(Beginning of Stored data)

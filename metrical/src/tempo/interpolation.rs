//! Single continuous tempo change.
use std::ops::Range;

use fraction::Fraction;

use crate::{
    primitives::{
        fraction_to_f64, fraction_tools::whole_part, lcm_all, zero,
        MetricalDuration,
    },
    spanning::SpanningFragment,
};

use super::{Easing, EasingResult, Tempo, APPROXIMATION_RESOLUTION};

/// Tempo change from `start` to `end` over the metrical duration.
///
/// Tempo is interpolated geometrically: the eased proportion of the
/// duration is applied to the ratio of tempos, not to their difference.
///
/// # Example
/// ```
/// use fraction::Fraction;
/// use metrical::primitives::MetricalDuration;
/// use metrical::tempo::{Interpolation, Tempo};
///
/// let ritardando = Interpolation::linear(
///     Tempo::new(120.0, 4),
///     Tempo::new(60.0, 4),
///     MetricalDuration::new(4, 4),
/// );
/// let middle = ritardando.tempo_at(Fraction::new(1u64, 2u64));
/// assert!((middle.beats_per_minute() - 60.0 * 2f64.sqrt()).abs() < 1e-9);
/// assert_eq!(
///     ritardando.tempo_at(Fraction::from(2.0)),
///     Tempo::new(60.0, 4)
/// );
/// ```
#[derive(Debug, Clone, PartialEq)]
pub struct Interpolation {
    start: Tempo,
    end: Tempo,
    duration: MetricalDuration,
    easing: Easing,
}
impl Interpolation {
    /// # Panics
    /// If duration is zero.
    pub fn new(
        start: Tempo,
        end: Tempo,
        duration: MetricalDuration,
        easing: Easing,
    ) -> EasingResult<Self> {
        easing.validate()?;
        if duration.is_zero() {
            panic!("interpolation should have non-zero duration");
        }
        Ok(Self {
            start,
            end,
            duration,
            easing,
        })
    }
    /// Tempo, that does not change.
    pub fn constant(tempo: Tempo, duration: MetricalDuration) -> Self {
        Self::linear(tempo, tempo, duration)
    }
    /// # Panics
    /// If duration is zero.
    pub fn linear(
        start: Tempo,
        end: Tempo,
        duration: MetricalDuration,
    ) -> Self {
        if duration.is_zero() {
            panic!("interpolation should have non-zero duration");
        }
        Self {
            start,
            end,
            duration,
            easing: Easing::Linear,
        }
    }

    pub fn start(&self) -> Tempo {
        self.start
    }
    pub fn end(&self) -> Tempo {
        self.end
    }
    pub fn duration(&self) -> MetricalDuration {
        self.duration
    }
    pub fn easing(&self) -> Easing {
        self.easing
    }

    /// Tempo at the offset from the interpolation start.
    ///
    /// Offsets after the end give the end tempo.
    pub fn tempo_at(&self, offset: Fraction) -> Tempo {
        let duration = self.duration.get();
        if offset >= duration {
            return self.end;
        }
        let offset = offset.max(zero());
        let subdivision = self.common_subdivision();
        let (start, end) = (
            self.start.respelling(subdivision),
            self.end.respelling(subdivision),
        );
        let eased = self.ease(fraction_to_f64(offset / duration));
        let ratio = end.beats_per_minute() / start.beats_per_minute();
        Tempo::new(start.beats_per_minute() * ratio.powf(eased), subdivision)
    }

    /// Seconds from the interpolation start to the offset.
    ///
    /// Constant and linear interpolations are computed exactly, others are
    /// approximated (see [`Self::approximate_seconds_offset`]). After the end
    /// time flows with the end tempo.
    pub fn seconds_offset(&self, offset: Fraction) -> f64 {
        if offset <= zero() {
            return 0.0;
        }
        let duration = self.duration.get();
        if offset > duration {
            return self.seconds() + seconds_in(offset - duration, self.end);
        }
        if self.start == self.end {
            return seconds_in(offset, self.start);
        }
        match self.easing {
            Easing::Linear => self.linear_seconds_offset(offset),
            _ => self.approximate_seconds_offset(offset),
        }
    }

    /// Seconds of the whole interpolation.
    pub fn seconds(&self) -> f64 {
        self.seconds_offset(self.duration.get())
    }

    /// Sum of segments of `1 / APPROXIMATION_RESOLUTION`, each one played
    /// with the tempo at its start.
    pub fn approximate_seconds_offset(&self, offset: Fraction) -> f64 {
        let offset = offset.max(zero()).min(self.duration.get());
        let segment = Fraction::new(1u64, APPROXIMATION_RESOLUTION);
        let segments = whole_part(offset / segment);
        let mut seconds = (0..segments)
            .map(|idx| {
                let position = segment * Fraction::new(idx, 1u64);
                seconds_in(segment, self.tempo_at(position))
            })
            .sum::<f64>();
        let last = segment * Fraction::new(segments, 1u64);
        if offset > last {
            seconds += seconds_in(offset - last, self.tempo_at(last));
        }
        seconds
    }

    /// Closed form of the integral of beat duration.
    fn linear_seconds_offset(&self, offset: Fraction) -> f64 {
        let subdivision = self.common_subdivision();
        let a = self.start.respelling(subdivision).duration_of_beat();
        let b = self.end.respelling(subdivision).duration_of_beat();
        let beats = fraction_to_f64(
            self.duration.get() * Fraction::new(subdivision, 1u64),
        );
        let x = fraction_to_f64(offset / self.duration.get());
        let ratio = b / a;
        (ratio.powf(x) - 1.0) * a / ratio.ln() * beats
    }

    fn common_subdivision(&self) -> u64 {
        lcm_all([
            self.start.subdivision(),
            self.end.subdivision(),
            self.duration.denominator(),
        ])
    }

    /// Easing of x within `[0, 1]`, parameters are validated on construction.
    fn ease(&self, x: f64) -> f64 {
        match self.easing.evaluate(x.clamp(0.0, 1.0)) {
            Ok(eased) => eased,
            Err(error) => {
                unreachable!("easing of interpolation is invalid: {error}")
            }
        }
    }
}

/// Seconds of the duration, played in the constant tempo.
fn seconds_in(duration: Fraction, tempo: Tempo) -> f64 {
    fraction_to_f64(duration * Fraction::new(tempo.subdivision(), 1u64))
        * tempo.duration_of_beat()
}

impl SpanningFragment for Interpolation {
    fn range(&self) -> Range<Fraction> {
        zero()..self.duration.get()
    }

    /// Part of the interpolation within range, which is clamped to the
    /// interpolation duration.
    ///
    /// Fragment is always linear: the curve of eased interpolation is not
    /// preserved, only tempos at the edges are.
    ///
    /// # Panics
    /// If the clamped range is empty, or its length is not metrical.
    fn fragment(&self, range: Range<Fraction>) -> Self {
        let duration = self.duration.get();
        let start = range.start.max(zero()).min(duration);
        let end = range.end.max(start).min(duration);
        if start == zero() && end == duration {
            return self.clone();
        }
        let length = end - start;
        if length == zero() {
            panic!(
                "range {:?} is out of interpolation of {}",
                range, self.duration
            );
        }
        if !length.denom().map_or(false, |den| den.is_power_of_two()) {
            panic!(
                "fragment {:?} of interpolation has non-metrical length {}",
                range, length
            );
        }
        // TODO: fit the easing of the fragment to the curve of the whole
        // interpolation.
        Self::linear(
            self.tempo_at(start),
            self.tempo_at(end),
            MetricalDuration::from(length),
        )
    }
}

(End of Stored data)

Only the number is needed. Say how many lines of the entries contain "middle".

2